[Prime] « Ballard » : Maggie Q fait revivre Connelly avec panache

Avec Ballard, nouvelle série issue de l’univers de Michael Connelly, Prime nous offre un spinoff réussi à la franchise Bosch. Plus solide que Bosch: Legacy, mieux ancrée dans notre contemporanéité que The Lincoln Lawyer, la série s’impose d’emblée comme l’une des meilleures adaptations « connellyennes » à date.

Ballard.
Maggie Q – Copyright Amazon Content Services LLC

On craignait l’essoufflement : depuis la fin de Bosch, série magistrale et fondatrice du « Connellyverse » sur nos petits écrans, Amazon s’efforce de maintenir vivante la flamme de ce que les Etats-Uniens qualifient de polar procédural, « à l’ancienne », ancré aussi solidement que possible dans le réel de Los Angeles. Mais après un Bosch: Legacy un peu poussif, voire fade, et un Lincoln Lawyer divertissant, mais plus léger, sur Netflix, Ballard va peut-être bien s’imposer comme un retour en grâce.

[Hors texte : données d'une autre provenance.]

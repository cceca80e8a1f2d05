//! Pretty printer for Cogni ASTs
//!
//! Renders canonical source: one statement per line, two-space block
//! indentation, explicit goal priorities and the minimum parentheses needed
//! to keep operator structure. Parsing the output yields an equal AST.

use crate::ast::{AstNode, NodeType, NodeValue, Scalar};
use crate::grammar;

const INDENT: &str = "  ";

/// Render an AST back to source text.
pub fn pretty_print(ast: &AstNode) -> String {
    let mut printer = Printer::default();
    match ast.node_type {
        NodeType::Program => printer.statements(&ast.children),
        _ => printer.statement(ast),
    }
    printer.out
}

#[derive(Default)]
struct Printer {
    out: String,
    depth: usize,
}

impl Printer {
    fn line(&mut self, text: &str) {
        for _ in 0..self.depth {
            self.out.push_str(INDENT);
        }
        self.out.push_str(text);
        self.out.push('\n');
    }

    fn statements(&mut self, nodes: &[AstNode]) {
        for node in nodes {
            self.statement(node);
        }
    }

    fn block(&mut self, header: String, body: &[AstNode]) {
        self.line(&header);
        self.depth += 1;
        self.statements(body);
        self.depth -= 1;
    }

    fn statement(&mut self, node: &AstNode) {
        let text = node.text().unwrap_or_default();

        match node.node_type {
            NodeType::Goal => {
                let priority = node
                    .meta_str("priority")
                    .unwrap_or(grammar::DEFAULT_PRIORITY);
                self.line(&format!("goal: {} priority: {}", quote(text), priority));
            }
            NodeType::Agent => self.line(&format!("agent: {}", name(text))),
            NodeType::Model => self.line(&format!("model: {}", name(text))),
            NodeType::Assistant => self.line(&format!("assistant: {}", quote(text))),
            NodeType::Think => self.line(&format!("think: {}", quote(text))),
            NodeType::Learn => self.line(&format!("learn: {}", quote(text))),
            NodeType::Remember => match node.meta_str("tags") {
                Some(tags) => self.line(&format!("remember({}) as {}", quote(text), quote(tags))),
                None => self.line(&format!("remember({})", quote(text))),
            },
            NodeType::Recall | NodeType::Forget => {
                let selector = match node.meta_str("type") {
                    Some(kind @ (grammar::SELECTOR_TAG | grammar::SELECTOR_PATTERN)) => {
                        format!("{}: ", kind)
                    }
                    _ => String::new(),
                };
                self.line(&format!("{} {}{}", node.node_type, selector, quote(text)));
            }
            NodeType::Reflect => match node.text() {
                Some(topic) => self.line(&format!("reflect: {}", quote(topic))),
                None => self.line("reflect"),
            },
            NodeType::Plugin => {
                if node.meta("arg_count").is_some() {
                    self.line(&format!("plugin {}({})", name(text), list(&node.children)));
                } else {
                    self.line(&format!("plugin {}", name(text)));
                }
            }
            NodeType::Intent => {
                let action = node.meta_str("action").unwrap_or_default();
                self.line(&format!("intent: {} -> {}", quote(text), action));
            }
            NodeType::Debug => {
                let level = node.meta_str("level").unwrap_or("debug");
                self.line(&format!("{} {}", level, list(&node.children)));
            }
            NodeType::Comment if text.is_empty() => self.line("#"),
            NodeType::Comment => self.line(&format!("# {}", text)),

            NodeType::Function => {
                let parameters: Vec<&str> = node
                    .meta("parameters")
                    .and_then(Scalar::as_list)
                    .unwrap_or_default()
                    .iter()
                    .filter_map(Scalar::as_str)
                    .collect();
                self.block(
                    format!("define {}({}):", text, parameters.join(", ")),
                    &node.children,
                );
                self.line("end");
            }
            NodeType::If => {
                let (body, else_block) = match node.children.split_last() {
                    Some((last, rest)) if last.node_type == NodeType::ElseBlock => (rest, Some(last)),
                    _ => (node.children.as_slice(), None),
                };
                self.block(format!("if {}:", condition(node)), body);
                if let Some(else_block) = else_block {
                    self.block("else:".to_string(), &else_block.children);
                }
                self.line("end");
            }
            NodeType::When | NodeType::While => {
                self.block(format!("{} {}:", node.node_type, condition(node)), &node.children);
                self.line("end");
            }
            NodeType::For => {
                let variable = node.meta_str("variable").unwrap_or_default();
                self.block(
                    format!("for {} in {}:", variable, condition(node)),
                    &node.children,
                );
                self.line("end");
            }
            NodeType::ElseBlock => {
                self.block("else:".to_string(), &node.children);
            }

            NodeType::Assignment => self.line(&format!("{} = {}", text, list(&node.children))),
            NodeType::ExpressionStatement => self.line(&list(&node.children)),

            NodeType::Program => self.statements(&node.children),

            NodeType::RecallTarget
            | NodeType::MemoryPattern
            | NodeType::Comparison
            | NodeType::MethodCall
            | NodeType::Array
            | NodeType::Literal => self.line(&expression(node)),
        }
    }
}

fn condition(node: &AstNode) -> String {
    node.expr().map(expression).unwrap_or_default()
}

// ============================================================================
// Expressions
// ============================================================================

/// Binding strength used to decide where parentheses are needed.
const PREC_OR: u8 = 1;
const PREC_AND: u8 = 2;
const PREC_COMPARISON: u8 = 3;
const PREC_ADDITIVE: u8 = 4;
const PREC_MULTIPLICATIVE: u8 = 5;
const PREC_UNARY: u8 = 6;
const PREC_ATOM: u8 = 7;

fn precedence(node: &AstNode) -> u8 {
    match node.node_type {
        NodeType::Comparison if node.children.len() == 1 => PREC_UNARY,
        NodeType::Comparison => match node.meta_str("operator").unwrap_or_default() {
            "or" => PREC_OR,
            "and" => PREC_AND,
            "+" | "-" => PREC_ADDITIVE,
            "*" | "/" | "%" => PREC_MULTIPLICATIVE,
            _ => PREC_COMPARISON,
        },
        // Negative numbers print with a leading minus.
        NodeType::Literal => match node.value {
            Some(NodeValue::Number(n)) if n.is_sign_negative() => PREC_UNARY,
            _ => PREC_ATOM,
        },
        _ => PREC_ATOM,
    }
}

fn expression(node: &AstNode) -> String {
    match node.node_type {
        NodeType::Comparison => {
            let operator = node.meta_str("operator").unwrap_or_default();
            let level = precedence(node);
            match node.children.as_slice() {
                [operand] => {
                    let operand = operand_at(operand, level, false);
                    if operator == "not" {
                        format!("not {}", operand)
                    } else if operand.starts_with('-') {
                        format!("{} {}", operator, operand)
                    } else {
                        format!("{}{}", operator, operand)
                    }
                }
                [left, right] => {
                    // Comparisons do not chain, so a comparison operand on
                    // either side needs parentheses.
                    let left_strict = level == PREC_COMPARISON;
                    format!(
                        "{} {} {}",
                        operand_at(left, level, left_strict),
                        operator,
                        operand_at(right, level, true)
                    )
                }
                _ => list(&node.children),
            }
        }
        NodeType::MethodCall => {
            let method = node.text().unwrap_or_default();
            if node.meta("has_receiver") == Some(&Scalar::Bool(true)) {
                match node.children.split_first() {
                    Some((receiver, arguments)) => format!(
                        "{}.{}({})",
                        operand_at(receiver, PREC_ATOM, false),
                        method,
                        list(arguments)
                    ),
                    None => format!("{}()", method),
                }
            } else {
                format!("{}({})", method, list(&node.children))
            }
        }
        NodeType::Array => format!("[{}]", list(&node.children)),
        NodeType::Literal => literal(node),
        NodeType::RecallTarget | NodeType::MemoryPattern => quote(node.text().unwrap_or_default()),
        _ => String::new(),
    }
}

/// Render `node` as an operand at `level`, parenthesized when it binds more
/// loosely (or equally, when `strict`).
fn operand_at(node: &AstNode, level: u8, strict: bool) -> String {
    let inner = precedence(node);
    let rendered = expression(node);
    if inner < level || (strict && inner == level) {
        format!("({})", rendered)
    } else {
        rendered
    }
}

fn list(nodes: &[AstNode]) -> String {
    nodes.iter().map(expression).collect::<Vec<_>>().join(", ")
}

fn literal(node: &AstNode) -> String {
    match &node.value {
        Some(NodeValue::Number(n)) => n.to_string(),
        Some(NodeValue::Bool(b)) => b.to_string(),
        Some(NodeValue::Text(text)) if node.meta_str("kind") == Some("identifier") => text.clone(),
        Some(NodeValue::Text(text)) => quote(text),
        Some(NodeValue::Expr(expr)) => expression(expr),
        None => String::new(),
    }
}

// ============================================================================
// Strings and names
// ============================================================================

fn quote(text: &str) -> String {
    let mut out = String::with_capacity(text.len() + 2);
    out.push('"');
    for c in text.chars() {
        match c {
            '"' => out.push_str("\\\""),
            '\\' => out.push_str("\\\\"),
            '\n' => out.push_str("\\n"),
            '\t' => out.push_str("\\t"),
            '\r' => out.push_str("\\r"),
            c => out.push(c),
        }
    }
    out.push('"');
    out
}

/// Bare name when it lexes as an identifier, quoted string otherwise.
fn name(text: &str) -> String {
    let mut chars = text.chars();
    let starts_ident = chars
        .next()
        .map(|c| c.is_ascii_alphabetic() || c == '_')
        .unwrap_or(false);
    let plain = starts_ident
        && chars.all(|c| c.is_ascii_alphanumeric() || c == '_')
        && grammar::keyword(text).is_none();
    if plain {
        text.to_string()
    } else {
        quote(text)
    }
}

#[cfg(test)]
mod tests {
    use super::*;
    use crate::Frontend;

    fn round_trip(source: &str) -> String {
        let frontend = Frontend::new();
        let parsed = match frontend.parse(source) {
            Ok(parsed) => parsed,
            Err(diagnostics) => panic!("parse failed: {}", diagnostics),
        };
        let printed = pretty_print(&parsed.ast);
        match frontend.parse(&printed) {
            Ok(reparsed) => assert_eq!(reparsed.ast, parsed.ast, "printed:\n{}", printed),
            Err(diagnostics) => panic!("reparse failed: {}\nprinted:\n{}", diagnostics, printed),
        }
        printed
    }

    #[test]
    fn test_pretty_print_directives() {
        let printed = round_trip("goal: \"ship\"\nagent: \"multi word\"\nmodel: gpt4\nremember(\"x\") as \"t\"\nrecall tag: \"t\"\nreflect\n");
        assert_eq!(
            printed,
            "goal: \"ship\" priority: medium\nagent: \"multi word\"\nmodel: gpt4\nremember(\"x\") as \"t\"\nrecall tag: \"t\"\nreflect\n"
        );
    }

    #[test]
    fn test_pretty_print_blocks() {
        let printed = round_trip("define f(a, b)\nif a > b:\nthink: \"x\"\nelse\nreflect: \"y\"\nend\nend\n");
        assert_eq!(
            printed,
            "define f(a, b):\n  if a > b:\n    think: \"x\"\n  else:\n    reflect: \"y\"\n  end\nend\n"
        );
    }

    #[test]
    fn test_pretty_print_minimal_parentheses() {
        assert_eq!(round_trip("x = (1 + 2) * 3\n"), "x = (1 + 2) * 3\n");
        assert_eq!(round_trip("x = 1 + (2 * 3)\n"), "x = 1 + 2 * 3\n");
        assert_eq!(round_trip("x = a - (b - c)\n"), "x = a - (b - c)\n");
        assert_eq!(round_trip("x = (a < b) == c\n"), "x = (a < b) == c\n");
        assert_eq!(round_trip("x = not (a and b)\n"), "x = not (a and b)\n");
        assert_eq!(round_trip("x = (-5).abs()\n"), "x = (-5).abs()\n");
        assert_eq!(round_trip("x = - -y\n"), "x = - -y\n");
    }

    #[test]
    fn test_pretty_print_escapes_strings() {
        let printed = round_trip("think: \"say \\\"hi\\\"\\n\\\\done\"\n");
        assert_eq!(printed, "think: \"say \\\"hi\\\"\\n\\\\done\"\n");
    }

    #[test]
    fn test_pretty_print_calls_and_plugins() {
        round_trip("plugin search(\"q\", [1, 2.5])\nplugin \"web tool\"\nf()\nmemory.recall(\"k\").first()\n");
    }

    #[test]
    fn test_pretty_print_comments() {
        assert_eq!(round_trip("#   spaced note  \n#\n"), "# spaced note\n#\n");
    }
}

Plus tendue, plus habitée, plus élégamment construite, mais également plus ouverte même que les romans de Connelly sur les problématiques actuelles de violence contre les femmes, c’est une réussite.

Ballard affiche.Ballard est donc basée sur les romans de Michael Connelly où le personnage de Renée Ballard a été introduit pour incarner une nouvelle génération d’enquêtrices, tout en s’inscrivant parfaitement dans la continuité directe de l’univers Bosch. Et cette fidélité n’est pas que théorique : l’apparition de Harry Bosch (Titus Welliver, au visage curieusement lustré – avec l’aide de l’IA ?), en mentor discret, et le retour ponctuel d’autres figures familières (Jerry Edgar, « Mo » Bassi, Honey Chandler…) créent un effet de continuité qui ravira les fidèles de l’univers de Connelly – dont nous sommes. Mais Renée Ballard reste au centre de tout, et c’est tant mieux, vu la classe de Maggie Q dans le rôle.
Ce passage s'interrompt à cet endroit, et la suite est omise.